Calendula is a powerful tonic herb and is one of the best for nourishing and cleansing and draining stagnant a lymphatic system and help move congestion out of the body.
Calendula can be helpful in treating a variety of uterine and vaginal discomforts. The flowers can be prepared as an infusion, then used as a douche for bacterial vaginosis, and yeast infections. It can also be prepared as a sitz bath for help in healing perinium tears, swelling, and inflammation after birth.
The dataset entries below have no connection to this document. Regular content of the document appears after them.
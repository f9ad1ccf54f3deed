//! Input validation for configured endpoints and remote file names.
//!
//! Hostnames and usernames are checked once when the configuration is loaded.
//! Remote file names are checked for every listed entry before it is turned
//! into a local path.

use std::net::IpAddr;

use regex::Regex;
use std::sync::LazyLock;

/// Validation error with field context.
#[derive(Debug, Clone)]
pub struct ValidationError {
    pub field: String,
    pub message: String,
}

impl ValidationError {
    fn new(field: &str, message: impl Into<String>) -> Self {
        Self {
            field: field.to_string(),
            message: message.into(),
        }
    }
}

impl std::fmt::Display for ValidationError {
    fn fmt(&self, f: &mut std::fmt::Formatter<'_>) -> std::fmt::Result {
        write!(f, "{}: {}", self.field, self.message)
    }
}

impl std::error::Error for ValidationError {}

static DNS_LABEL_REGEX: LazyLock<Regex> = LazyLock::new(|| {
    Regex::new(r"^[a-zA-Z0-9]([a-zA-Z0-9-]{0,61}[a-zA-Z0-9])?$").expect("static regex")
});

// SFTP servers commonly accept dotted and e-mail style account names
static USERNAME_REGEX: LazyLock<Regex> = LazyLock::new(|| {
    Regex::new(r"^[a-zA-Z0-9_][a-zA-Z0-9_.@-]{0,63}$").expect("static regex")
});

/// Validate a hostname (DNS name or IP address).
///
/// Accepts IPv4, IPv6 and RFC 1123 DNS hostnames.
pub fn validate_hostname(hostname: &str) -> Result<(), ValidationError> {
    let hostname = hostname.trim();

    if hostname.is_empty() {
        return Err(ValidationError::new("connection.host", "Hostname is required"));
    }

    // DNS max is 253 characters
    if hostname.len() > 253 {
        return Err(ValidationError::new(
            "connection.host",
            "Hostname exceeds maximum length of 253 characters",
        ));
    }

    if hostname.parse::<IpAddr>().is_ok() {
        return Ok(());
    }

    for label in hostname.split('.') {
        if label.is_empty() || label.len() > 63 {
            return Err(ValidationError::new(
                "connection.host",
                "Hostname labels must be 1-63 characters",
            ));
        }

        if !DNS_LABEL_REGEX.is_match(label) {
            return Err(ValidationError::new(
                "connection.host",
                format!(
                    "Invalid hostname label '{}': must start and end with alphanumeric, may contain hyphens",
                    label
                ),
            ));
        }
    }

    Ok(())
}

/// Validate the login name used for the SFTP account.
pub fn validate_username(username: &str) -> Result<(), ValidationError> {
    let username = username.trim();

    if username.is_empty() {
        return Err(ValidationError::new("connection.user", "Username is required"));
    }

    if !USERNAME_REGEX.is_match(username) {
        return Err(ValidationError::new(
            "connection.user",
            "Username must be at most 64 characters of letters, digits, '_', '-', '.' or '@'",
        ));
    }

    Ok(())
}

/// Check that a name from a remote listing is safe to use as a local file name.
///
/// Rejects anything that could escape the download directory.
pub fn validate_remote_file_name(name: &str) -> Result<(), ValidationError> {
    if name.is_empty() || name == "." || name == ".." {
        return Err(ValidationError::new("file", format!("'{}' is not a file name", name)));
    }

    if name.contains(['/', '\\', '\0']) {
        return Err(ValidationError::new(
            "file",
            format!("'{}' contains a path separator", name.escape_default()),
        ));
    }

    Ok(())
}
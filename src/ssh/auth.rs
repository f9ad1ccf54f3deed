use std::path::{Path, PathBuf};
use std::sync::Arc;

use russh::keys::{HashAlg, PrivateKeyWithHashAlg};
use secrecy::{ExposeSecret, SecretString};

use crate::error::SshError;

/// Configured credential for the remote account
#[derive(Debug, Clone)]
pub enum Credential {
    Password(SecretString),
    PrivateKey {
        path: PathBuf,
        passphrase: Option<SecretString>,
    },
}

impl Credential {
    /// Name used in security log lines
    pub fn method_name(&self) -> &'static str {
        match self {
            Credential::Password(_) => "password",
            Credential::PrivateKey { .. } => "publickey",
        }
    }
}

/// Resolved authentication for an SSH connection
pub enum ResolvedAuth {
    /// Password authentication with zeroized secret string
    Password(SecretString),
    /// Public key authentication with loaded key
    PublicKey(PrivateKeyWithHashAlg),
}

impl std::fmt::Debug for ResolvedAuth {
    fn fmt(&self, f: &mut std::fmt::Formatter<'_>) -> std::fmt::Result {
        match self {
            ResolvedAuth::Password(_) => f.debug_tuple("Password").field(&"[REDACTED]").finish(),
            ResolvedAuth::PublicKey(_) => f.debug_tuple("PublicKey").field(&"[KEY]").finish(),
        }
    }
}

impl ResolvedAuth {
    /// Turn a configured credential into something russh can authenticate with.
    pub async fn resolve(credential: &Credential) -> Result<Self, SshError> {
        match credential {
            Credential::Password(password) => Ok(ResolvedAuth::Password(password.clone())),
            Credential::PrivateKey { path, passphrase } => {
                let passphrase = passphrase.as_ref().map(|p| p.expose_secret());
                load_key_file(path, passphrase).await
            }
        }
    }
}

/// Load an SSH private key from file
async fn load_key_file(path: &Path, passphrase: Option<&str>) -> Result<ResolvedAuth, SshError> {
    let content = tokio::fs::read_to_string(path).await.map_err(|e| {
        SshError::KeyFile(format!("Cannot read key file {}: {}", path.display(), e))
    })?;

    let first_line = content.lines().next().unwrap_or("");
    if first_line.starts_with("ssh-") || first_line.starts_with("ecdsa-") {
        return Err(SshError::KeyFile(format!(
            "File {} contains a PUBLIC key, not a private key",
            path.display()
        )));
    }

    if !first_line.starts_with("-----BEGIN") {
        return Err(SshError::KeyFile(format!(
            "File {} does not appear to be a valid SSH private key",
            path.display()
        )));
    }

    let key = russh::keys::load_secret_key(path, passphrase).map_err(|e| {
        let normalized = e.to_string().to_lowercase();
        let is_passphrase_error = normalized.contains("encrypted")
            || normalized.contains("passphrase")
            || normalized.contains("cryptographic");
        if is_passphrase_error {
            if passphrase.is_some() {
                SshError::KeyFilePassphraseInvalid(path.to_path_buf())
            } else {
                SshError::KeyFilePassphraseRequired(path.to_path_buf())
            }
        } else {
            SshError::KeyFile(format!("Failed to load key {}: {}", path.display(), e))
        }
    })?;

    // RSA keys sign with SHA-512; other key types use their native algorithm
    let hash_alg = if key.algorithm().is_rsa() {
        Some(HashAlg::Sha512)
    } else {
        None
    };

    Ok(ResolvedAuth::PublicKey(PrivateKeyWithHashAlg::new(
        Arc::new(key),
        hash_alg,
    )))
}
While there is not yet specific scientific data, calendula has been used for menstruating women who suffer from pre-menstrual cramps for many, many years.
True to its sunny disposition, Calendula is wonderfully uplifting. Though no longer used as an anti-depressant by most modern herbalists, it was traditionally used by early European herbalists to help with wintertime blues and blahs. Combined with other cheerful flowers like rose and passionflower for sadness, or with lemon balm and holy basil for lifting your mood and adding some joy.
A Glimmer in Your Skin Care
Calendula is a gentle, soothing treatment regularly used in skincare as it is effective on combatting dry skin, redness and irritation, symptoms of dermatitis, and eczema. It helps to brighten skin, fade dark spots, and acne scars, as well as restore skin elasticity while providing smooth texture. It also helps by controlling sebum production, clearing clogged pores, and triggering collagen production.
May Support Your Oral Health
The sunshiny flowers’ antiseptic properties work to prevent gingivitis and plaque buildup. A study conducted on 240 people suffering from gingivitis “concluded that calendula mouthwash is effective in reducing dental plaque and gingivitis adjunctive to scaling.”
In Ayurvedic practice, Calendula is used much in the same way you would use coconut oil or sesame oil for oil pulling. Studies suggest calendula can help to repair the soft tissue of the gums while actively fighting plaque.
A Few Ways to Use Calendula
1. Calendula Oil
Add fresh or dried whole flower heads to a carrier oil (olive is generally my oil of choice) and either let sit in a shady windowsill for a few weeks or use a low heat method in a double broiler to infuse the medicinal benefits of the flower into the oil, then strain. The oil will be good for 6 months to 1 year. The oil can be applied directly to the skin to treat different skin conditions.
2. Calendula Balm/Salve
The oil can be added to melted beeswax, other butters and oils, and essential oils for a balm or salve.
One of the easiest ways to enjoy the benefits of Calendula is by making herbal tea infusion. You can use dried or fresh calendula. Just put them in water and boil them for around 10 to 15 minutes. You can boil 1 cup of water, then pour over the flowers and cover to infuse for 20 minutes. A stronger infusion can be made if using it as a sitz bath, oral mouth rinse, or vaginal douche.
For a more sunny tea, you would add the flowers to a mason jar, cover with cool water and let it sit in the sun for 5-6 hours.
As a most joyous, uplifting, versatile herb that has been proven over an abundance of time, Calendula is one of those herbs that should be a staple in every garden, kitchen and apothecary. It is by far, one of my favorites to use and work with. Included in my Boo Boo Balm for its wound healing properties, my Coco Cleanse for its magnificent skin care benefits, my Baby Booty Balm for its effectiveness in healing rashes, my Growing Belly Balm for its soothing and smoothing properties, my Nipple Balm for its ability to heal abrasions, inflammation, as well as create an antimicrobial protective barrier on the nipple, and the Pure Deodorant for its skin soothing and anti-inflammatory properties, it is easy to see how calendula is used across the board for many common, everyday issues.
Add a little joy and sunshine to your life by incorporating calendula wherever you can!
What are your favorite ways to use her?